Stored data:
────────────────────
use std::{cell::RefCell, rc::Rc};

use serde::Serialize;

/// Host audio seam. Download, caching and actual playback live on the
/// engine side; the module only issues fire-and-forget requests.
pub trait PlaybackService {
    fn request_track(&self, query: &str, clip: &str);
    fn stop(&self);
    fn pause(&self, active: bool);
}

#[derive(Debug, Clone, Serialize, PartialEq, Eq)]
#[serde(tag = "kind", rename_all = "snake_case")]
pub enum PlaybackEvent {
    TrackRequest { query: String, clip: String },
    Stop,
    Pause { active: bool },
}

/// Records every playback request so tests and the demo host can inspect
/// what the module asked the engine to do.
#[derive(Clone, Default)]
pub struct RecordingPlayback {
    events: Rc<RefCell<Vec<PlaybackEvent>>>,
}

impl RecordingPlayback {
    pub fn new() -> Self {
        Self::default()
    }

    pub fn events(&self) -> Vec<PlaybackEvent> {
        self.events.borrow().clone()
    }
}

impl PlaybackService for RecordingPlayback {
    fn request_track(&self, query: &str, clip: &str) {
        self.events.borrow_mut().push(PlaybackEvent::TrackRequest {
            query: query.to_string(),
            clip: clip.to_string(),
        });
    }

    fn stop(&self) {
        self.events.borrow_mut().push(PlaybackEvent::Stop);
    }

    fn pause(&self, active: bool) {
        self.events.borrow_mut().push(PlaybackEvent::Pause { active });
    }
}
use std::cell::RefCell;
use std::path::Path;
use std::rc::Rc;

use jukebox_formats::PlaylistTable;

use crate::commands::music::{AddSong, PauseToggle, PlaySong, ShowLastPlayed, SkipSong};
use crate::commands::playlist::{OpenPlaylist, SortSongs};
use crate::commands::vote::VoteForSong;
use crate::commands::MenuCommand;
use crate::menu::{MainMenu, MenuHandle, MenuOption};
use crate::messages::Message;
use crate::pause::PauseState;
use crate::playback::PlaybackService;
use crate::prompt::Prompter;
use crate::session::Viewer;
use crate::sort::{SortByGenre, SortByPopularity, SortByUserRating};
use crate::votes::VoteAggregator;

pub const MENU_TITLE: &str = "Select an option";

/// A fully wired jukebox terminal: one menu controller, the captured main
/// menu commands restore when navigating back, and the shared vote/pause
/// state handed to every command that needs it. This is the composition
/// root; nothing in the module reaches for globals.
pub struct MusicTerminal {
    pub menu: MenuHandle,
    pub main_menu: Rc<MainMenu>,
    pub votes: Rc<RefCell<VoteAggregator>>,
    pub pause: Rc<RefCell<PauseState>>,
}

impl MusicTerminal {
    pub fn compose(
        playlist_root: &Path,
        default_playlist: &str,
        playback: Rc<dyn PlaybackService>,
        prompter: Rc<RefCell<dyn Prompter>>,
        page_size: usize,
    ) -> Self {
        let table = PlaylistTable::open(playlist_root.join(default_playlist));
        let menu = MenuHandle::new(MENU_TITLE, page_size);
        let main_menu = Rc::new(MainMenu::new());
        let votes = VoteAggregator::shared();
        let pause = PauseState::shared();

        let options = vec![
            MenuOption::new(
                "Play Song",
                Rc::new(PlaySong::any(table.clone(), playback.clone())) as Rc<dyn MenuCommand>,
            ),
            MenuOption::new("Last Played Song", Rc::new(ShowLastPlayed)),
            MenuOption::new(
                "Pause Song",
                Rc::new(PauseToggle::new(pause.clone(), playback.clone())),
            ),
            MenuOption::new("Skip Song", Rc::new(SkipSong::new(playback.clone()))),
            MenuOption::new(
                "Add Song",
                Rc::new(AddSong::new(table.clone(), prompter.clone())),
            ),
            MenuOption::new(
                "Open Playlist",
                Rc::new(OpenPlaylist::new(
                    playlist_root.to_path_buf(),
                    menu.clone(),
                    main_menu.clone(),
                    playback.clone(),
                )),
            ),
            MenuOption::new(
                "Sort by Genre",
                Rc::new(SortSongs::new(
                    table.clone(),
                    Box::new(SortByGenre),
                    menu.clone(),
                    main_menu.clone(),
                    playback.clone(),
                )),
            ),
            MenuOption::new(
                "Sort by Popularity",
                Rc::new(SortSongs::new(
                    table.clone(),
                    Box::new(SortByPopularity),
                    menu.clone(),
                    main_menu.clone(),
                    playback.clone(),
                )),
            ),
            MenuOption::new(
                "Sort by User Rating",
                Rc::new(SortSongs::new(
                    table.clone(),
                    Box::new(SortByUserRating),
                    menu.clone(),
                    main_menu.clone(),
                    playback.clone(),
                )),
            ),
            MenuOption::new(
                "Vote for Song",
                Rc::new(VoteForSong::new(table, votes.clone(), prompter)),
            ),
        ];

        main_menu.install(options.clone());
        menu.set_options(options);

        MusicTerminal {
            menu,
            main_menu,
            votes,
            pause,
        }
    }

    /// What the host calls when a player walks up to the terminal.
    pub fn player_interacted(&self, viewer: &mut dyn Viewer) -> Message {
        self.menu.render(viewer)
    }
}
use std::path::PathBuf;
use std::rc::Rc;

use anyhow::Result;
use jukebox_formats::{discover_playlists, PlaylistTable, SongRecord};

use super::music::PlaySong;
use super::MenuCommand;
use crate::menu::{MainMenu, MenuHandle, MenuOption};
use crate::messages::Message;
use crate::playback::PlaybackService;
use crate::session::Viewer;
use crate::sort::SortStrategy;

pub const BACK_LABEL: &str = "Back";

/// File name used when the player asks for a fresh playlist.
pub const NEW_PLAYLIST_FILE: &str = "new_playlist.csv";

/// Build the song-browsing option set: `Back` first, then one entry per
/// title bound to playing exactly that song. Duplicate titles keep their
/// first occurrence so labels stay unique.
fn song_options(
    songs: &[SongRecord],
    table: &PlaylistTable,
    menu: &MenuHandle,
    main_menu: &Rc<MainMenu>,
    playback: &Rc<dyn PlaybackService>,
) -> Vec<MenuOption> {
    let mut options = vec![MenuOption::new(
        BACK_LABEL,
        Rc::new(BackToMainMenu::new(menu.clone(), main_menu.clone())) as Rc<dyn MenuCommand>,
    )];
    for song in songs {
        if options.iter().any(|option| option.label() == song.title) {
            continue;
        }
        options.push(MenuOption::new(
            song.title.as_str(),
            Rc::new(PlaySong::titled(
                table.clone(),
                song.title.as_str(),
                playback.clone(),
            )),
        ));
    }
    options
}

/// Rebuilds the menu with every song in the table as a playable entry.
pub struct SeeSongs {
    table: PlaylistTable,
    menu: MenuHandle,
    main_menu: Rc<MainMenu>,
    playback: Rc<dyn PlaybackService>,
}

impl SeeSongs {
    pub fn new(
        table: PlaylistTable,
        menu: MenuHandle,
        main_menu: Rc<MainMenu>,
        playback: Rc<dyn PlaybackService>,
    ) -> Self {
        SeeSongs {
            table,
            menu,
            main_menu,
            playback,
        }
    }
}

impl MenuCommand for SeeSongs {
    fn execute(&self, viewer: &mut dyn Viewer) -> Result<Vec<Message>> {
        let songs = self.table.load()?;
        let options = song_options(
            &songs,
            &self.table,
            &self.menu,
            &self.main_menu,
            &self.playback,
        );
        self.menu.set_options(options);
        Ok(vec![self.menu.render(viewer)])
    }
}

/// Creates a fresh empty playlist table, then drops the player back on the
/// main menu.
pub struct CreatePlaylist {
    playlist_root: PathBuf,
    file_name: String,
    menu: MenuHandle,
    main_menu: Rc<MainMenu>,
}

impl CreatePlaylist {
    pub fn new(
        playlist_root: PathBuf,
        file_name: impl Into<String>,
        menu: MenuHandle,
        main_menu: Rc<MainMenu>,
    ) -> Self {
        CreatePlaylist {
            playlist_root,
            file_name: file_name.into(),
            menu,
            main_menu,
        }
    }
}

impl MenuCommand for CreatePlaylist {
    fn execute(&self, viewer: &mut dyn Viewer) -> Result<Vec<Message>> {
        PlaylistTable::create(self.playlist_root.join(&self.file_name))?;

        let mut messages = vec![Message::server_text(
            viewer.name(),
            format!("Playlist created: {}.", self.file_name),
        )];
        self.menu.set_options(self.main_menu.options());
        messages.push(self.menu.render(viewer));
        Ok(messages)
    }
}

/// Sub-menu over the playlist catalog: create a new table, or browse one
/// of the tables currently on disk.
pub struct OpenPlaylist {
    playlist_root: PathBuf,
    menu: MenuHandle,
    main_menu: Rc<MainMenu>,
    playback: Rc<dyn PlaybackService>,
}

impl OpenPlaylist {
    pub fn new(
        playlist_root: PathBuf,
        menu: MenuHandle,
        main_menu: Rc<MainMenu>,
        playback: Rc<dyn PlaybackService>,
    ) -> Self {
        OpenPlaylist {
            playlist_root,
            menu,
            main_menu,
            playback,
        }
    }
}

impl MenuCommand for OpenPlaylist {
    fn execute(&self, viewer: &mut dyn Viewer) -> Result<Vec<Message>> {
        let mut options = vec![MenuOption::new(
            "Create Playlist",
            Rc::new(CreatePlaylist::new(
                self.playlist_root.clone(),
                NEW_PLAYLIST_FILE,
                self.menu.clone(),
                self.main_menu.clone(),
            )) as Rc<dyn MenuCommand>,
        )];

        for table in discover_playlists(&self.playlist_root)? {
            options.push(MenuOption::new(
                format!("Browse {}", table.name()),
                Rc::new(SeeSongs::new(
                    table,
                    self.menu.clone(),
                    self.main_menu.clone(),
                    self.playback.clone(),
                )),
            ));
        }

        options.push(MenuOption::new(
            BACK_LABEL,
            Rc::new(BackToMainMenu::new(self.menu.clone(), self.main_menu.clone()))
                as Rc<dyn MenuCommand>,
        ));

        self.menu.set_options(options);
        Ok(vec![self.menu.render(viewer)])
    }
}

/// Puts the captured main-menu option set back on the terminal.
pub struct BackToMainMenu {
    menu: MenuHandle,
    main_menu: Rc<MainMenu>,
}

impl BackToMainMenu {
    pub fn new(menu: MenuHandle, main_menu: Rc<MainMenu>) -> Self {
        BackToMainMenu { menu, main_menu }
    }
}

impl MenuCommand for BackToMainMenu {
    fn execute(&self, viewer: &mut dyn Viewer) -> Result<Vec<Message>> {
        self.menu.set_options(self.main_menu.options());
        Ok(vec![self.menu.render(viewer)])
    }
}

/// Loads the table, orders it with the bound strategy, and rebuilds the
/// menu in sorted order. One command type covers every sort entry; the
/// strategy is the constructor parameter.
pub struct SortSongs {
    table: PlaylistTable,
    strategy: Box<dyn SortStrategy>,
    menu: MenuHandle,
    main_menu: Rc<MainMenu>,
    playback: Rc<dyn PlaybackService>,
}

impl SortSongs {
    pub fn new(
        table: PlaylistTable,
        strategy: Box<dyn SortStrategy>,
        menu: MenuHandle,
        main_menu: Rc<MainMenu>,
        playback: Rc<dyn PlaybackService>,
    ) -> Self {
        SortSongs {
            table,
            strategy,
            menu,
            main_menu,
            playback,
        }
    }
}

impl MenuCommand for SortSongs {
    fn execute(&self, viewer: &mut dyn Viewer) -> Result<Vec<Message>> {
        let songs = self.table.load()?;
        let sorted = self.strategy.sort(&songs);
        let options = song_options(
            &sorted,
            &self.table,
            &self.menu,
            &self.main_menu,
            &self.playback,
        );
        self.menu.set_options(options);
        Ok(vec![self.menu.render(viewer)])
    }
}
────────────────────
▸ TASK TO COMPLETE
Which lines belong in the answer? Exactly those from the first line of the entries through the line holding "fn stop(&self);", inclusive, copied unchanged.

▸ ANSWER FOR THE TASK
use std::{cell::RefCell, rc::Rc};

use serde::Serialize;

/// Host audio seam. Download, caching and actual playback live on the
/// engine side; the module only issues fire-and-forget requests.
pub trait PlaybackService {
    fn request_track(&self, query: &str, clip: &str);
    fn stop(&self);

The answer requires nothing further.